§ **Directions**
Work out the number of lines below containing the word "decimals" and give nothing besides it.

§ **Given records**
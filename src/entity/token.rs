use serde::{Deserialize, Serialize};

/// A tradable asset as the widget sees it: an opaque mint plus its precision.
#[derive(Debug, Clone, PartialEq, Eq, Serialize, Deserialize)]
pub struct Asset {
    pub symbol: String,  // Display symbol (e.g. "SOL", "USDC")
    pub mint: String,    // Mint address
    pub decimals: u32,   // Number of decimal places
}

impl Asset {
    pub fn new(symbol: &str, mint: &str, decimals: u32) -> Self {
        Self {
            symbol: symbol.to_string(),
            mint: mint.to_string(),
            decimals,
        }
    }
}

§ **Solution to this task**
3